▸ What is being asked
Nothing but the lines holding the string "SpritePipeline" should appear in the answer. Copy them from the entries.
┌────────
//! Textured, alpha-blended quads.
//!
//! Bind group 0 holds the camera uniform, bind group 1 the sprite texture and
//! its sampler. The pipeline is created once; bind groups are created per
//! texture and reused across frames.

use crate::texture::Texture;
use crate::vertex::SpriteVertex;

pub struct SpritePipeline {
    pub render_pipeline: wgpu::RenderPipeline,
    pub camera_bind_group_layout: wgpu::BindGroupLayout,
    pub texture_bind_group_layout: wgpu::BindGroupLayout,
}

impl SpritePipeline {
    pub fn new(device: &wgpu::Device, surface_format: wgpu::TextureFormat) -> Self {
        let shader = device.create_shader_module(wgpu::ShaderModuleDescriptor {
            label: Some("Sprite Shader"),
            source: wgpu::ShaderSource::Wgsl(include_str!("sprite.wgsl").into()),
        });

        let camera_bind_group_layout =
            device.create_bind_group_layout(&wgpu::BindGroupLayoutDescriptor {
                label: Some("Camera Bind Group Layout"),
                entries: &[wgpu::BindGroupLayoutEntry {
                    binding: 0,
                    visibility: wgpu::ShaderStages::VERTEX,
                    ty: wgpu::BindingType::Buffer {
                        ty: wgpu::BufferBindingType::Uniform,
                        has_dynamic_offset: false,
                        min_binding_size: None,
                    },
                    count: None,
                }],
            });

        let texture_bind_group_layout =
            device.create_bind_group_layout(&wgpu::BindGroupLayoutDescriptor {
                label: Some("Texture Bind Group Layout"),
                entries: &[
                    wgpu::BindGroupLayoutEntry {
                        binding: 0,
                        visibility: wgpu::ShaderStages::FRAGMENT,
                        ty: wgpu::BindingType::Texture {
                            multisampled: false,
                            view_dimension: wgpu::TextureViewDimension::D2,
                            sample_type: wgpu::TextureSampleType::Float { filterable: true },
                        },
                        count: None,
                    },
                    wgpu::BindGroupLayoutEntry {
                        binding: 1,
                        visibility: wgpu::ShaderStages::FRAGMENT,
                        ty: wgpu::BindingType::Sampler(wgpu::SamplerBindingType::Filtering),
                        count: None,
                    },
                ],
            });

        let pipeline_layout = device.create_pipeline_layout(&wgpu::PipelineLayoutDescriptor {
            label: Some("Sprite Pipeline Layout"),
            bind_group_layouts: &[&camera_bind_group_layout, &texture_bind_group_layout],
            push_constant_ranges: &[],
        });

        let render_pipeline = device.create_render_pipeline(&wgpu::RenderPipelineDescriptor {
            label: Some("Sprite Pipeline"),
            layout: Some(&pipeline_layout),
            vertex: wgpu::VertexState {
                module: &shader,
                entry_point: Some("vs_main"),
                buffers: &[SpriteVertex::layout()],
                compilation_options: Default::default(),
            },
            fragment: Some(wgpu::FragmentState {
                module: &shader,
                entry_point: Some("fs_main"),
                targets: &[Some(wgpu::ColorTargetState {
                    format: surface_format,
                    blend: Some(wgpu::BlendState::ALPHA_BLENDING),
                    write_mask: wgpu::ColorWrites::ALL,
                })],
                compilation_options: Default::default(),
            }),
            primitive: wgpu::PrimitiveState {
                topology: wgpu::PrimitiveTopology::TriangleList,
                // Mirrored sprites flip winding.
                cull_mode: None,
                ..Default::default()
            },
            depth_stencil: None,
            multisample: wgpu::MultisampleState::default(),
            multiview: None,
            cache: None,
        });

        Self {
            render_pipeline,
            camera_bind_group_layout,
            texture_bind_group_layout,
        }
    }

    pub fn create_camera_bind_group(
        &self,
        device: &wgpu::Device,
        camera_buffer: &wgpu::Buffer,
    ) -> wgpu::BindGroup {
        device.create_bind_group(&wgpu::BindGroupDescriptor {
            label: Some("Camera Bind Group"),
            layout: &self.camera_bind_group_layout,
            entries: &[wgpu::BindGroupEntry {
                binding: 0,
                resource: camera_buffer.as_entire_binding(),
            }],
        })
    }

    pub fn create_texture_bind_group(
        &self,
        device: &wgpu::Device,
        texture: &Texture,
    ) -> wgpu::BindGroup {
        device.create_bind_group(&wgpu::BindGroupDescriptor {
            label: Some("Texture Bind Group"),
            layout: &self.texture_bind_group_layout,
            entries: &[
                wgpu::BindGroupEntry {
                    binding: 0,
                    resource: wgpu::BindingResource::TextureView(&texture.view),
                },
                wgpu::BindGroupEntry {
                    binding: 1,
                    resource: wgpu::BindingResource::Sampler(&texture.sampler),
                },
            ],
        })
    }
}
└────────
▸ Written solution
pub struct SpritePipeline {
impl SpritePipeline {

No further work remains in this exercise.